Laboratory of Behavioral Neuroendocrinology, Graduate School of Comprehensive Human Sciences, University of Tsukuba, 1-1-1 Tennodai, Tsukuba, Ibaraki 305-8577, Japan.
Neuroscience. 2010 Oct 27;170(3):773-81. doi: 10.1016/j.neuroscience.2010.07.051. Epub 2010 Aug 3.
Stress is one of the important factors to activate the sympathetic nervous system. We recently reported that central administration of corticotropin-releasing factor (CRF), known as a stress-related neuropeptide, increases the expression of both cyclooxygenase (COX) and nitric oxide synthase (NOS) in presympathetic neurons in the paraventricular hypothalamic nucleus (PVN). In the present study, therefore, we investigated whether brain COX and NOS can also mediate restraint stress (RS)-induced sympathetic activation by assessing the plasma catecholamine levels and neuronal activation of presympathetic neurons in the PVN. In addition, we examined effects of RS on the expression of both COX and NOS isozymes in the presympathetic PVN neurons. Intraperitoneal administration of an inhibitor for COX-1, COX-2 or inducible NOS (iNOS), but not for neuronal NOS (nNOS), reduced RS-induced elevation of plasma catecholamine levels and Fos expression in the presympathetic PVN neurons. Moreover, RS increased the expression of COX-1, COX-2 and iNOS in the presympathetic PVN neurons, whereas nNOS expression did not change. These results suggest that COX-1, COX-2 and iNOS in the presympathetic PVN neurons mediate acute RS-induced sympathetic activation.

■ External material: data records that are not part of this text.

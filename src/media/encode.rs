//! Audio conversion via ffmpeg: reference-audio preparation and per-chapter
//! lossy encoding.

use std::path::{Path, PathBuf};
use std::process::Command;

use log::{debug, info};

use crate::config::SAMPLE_RATE;
use crate::error::{Result, VoxbookError};
use crate::media::tools::ffmpeg_path;

/// Suffix marking a file already resampled for the engine.
const COMPATIBLE_SUFFIX: &str = "_24k";

/// Make a reference recording compatible with the voice engine
/// (24 kHz mono WAV), converting with ffmpeg when needed.
///
/// The converted file is written next to the original with a `_24k.wav`
/// suffix and reused on subsequent runs. Every failure here is an error:
/// the caller asked to clone this specific voice, so there is nothing safe
/// to degrade to.
pub fn ensure_compatible_audio(file_path: &Path) -> Result<PathBuf> {
    if !file_path.exists() {
        return Err(VoxbookError::VoiceResolution(format!(
            "reference audio not found: {}",
            file_path.display()
        )));
    }

    let stem = file_path
        .file_stem()
        .and_then(|s| s.to_str())
        .unwrap_or("reference");

    // Already produced by us on an earlier run.
    if stem.ends_with(COMPATIBLE_SUFFIX)
        && file_path.extension().and_then(|e| e.to_str()) == Some("wav")
    {
        return Ok(file_path.to_path_buf());
    }

    let parent = file_path.parent().unwrap_or_else(|| Path::new("."));
    let compatible = parent.join(format!("{}{}.wav", stem, COMPATIBLE_SUFFIX));
    if compatible.exists() {
        debug!("Reusing converted reference {}", compatible.display());
        return Ok(compatible);
    }

    let ffmpeg = ffmpeg_path().ok_or_else(|| {
        VoxbookError::VoiceResolution(
            "ffmpeg is required to prepare reference audio for cloning".to_string(),
        )
    })?;

    info!("Converting {} to {} Hz mono WAV...", file_path.display(), SAMPLE_RATE);
    let output = Command::new(ffmpeg)
        .arg("-y")
        .arg("-i")
        .arg(file_path)
        .args(["-ar", &SAMPLE_RATE.to_string(), "-ac", "1"])
        .arg(&compatible)
        .output()?;

    if !output.status.success() {
        return Err(VoxbookError::VoiceResolution(format!(
            "reference audio conversion failed: {}",
            String::from_utf8_lossy(&output.stderr).trim()
        )));
    }

    Ok(compatible)
}

/// Encode a lossless intermediate into the per-chapter MP3 artifact.
pub fn encode_mp3(wav_path: &Path, mp3_path: &Path, quality: u8) -> Result<()> {
    let ffmpeg = ffmpeg_path()
        .ok_or_else(|| VoxbookError::ToolFailure("ffmpeg not found".to_string()))?;

    let output = Command::new(ffmpeg)
        .arg("-y")
        .arg("-i")
        .arg(wav_path)
        .args(["-codec:a", "libmp3lame", "-qscale:a", &quality.to_string()])
        .arg(mp3_path)
        .output()?;

    if !output.status.success() {
        return Err(VoxbookError::ToolFailure(format!(
            "MP3 encode of {} failed: {}",
            wav_path.display(),
            String::from_utf8_lossy(&output.stderr).trim()
        )));
    }

    Ok(())
}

压力是激活交感神经系统的重要因素之一。我们最近报道,作为一种与应激相关的神经肽,中枢给予促肾上腺皮质释放因子(CRF)可增加室旁下丘脑核(PVN)中交感前神经元中环氧化酶(COX)和一氧化氮合酶(NOS)的表达。因此,在本研究中,我们通过评估血浆儿茶酚胺水平和 PVN 中交感前神经元的神经元激活,研究了脑 COX 和 NOS 是否也可以介导束缚应激(RS)引起的交感神经激活。此外,我们还检查了 RS 对交感前 PVN 神经元中 COX 和 NOS 同工酶表达的影响。腹腔内给予 COX-1、COX-2 或诱导型 NOS(iNOS)抑制剂,但不是神经元 NOS(nNOS)抑制剂,可降低 RS 引起的血浆儿茶酚胺水平升高和 PVN 中交感前神经元的 Fos 表达。此外,RS 增加了交感前 PVN 神经元中 COX-1、COX-2 和 iNOS 的表达,而 nNOS 的表达没有变化。这些结果表明,交感前 PVN 神经元中的 COX-1、COX-2 和 iNOS 介导急性 RS 诱导的交感神经激活。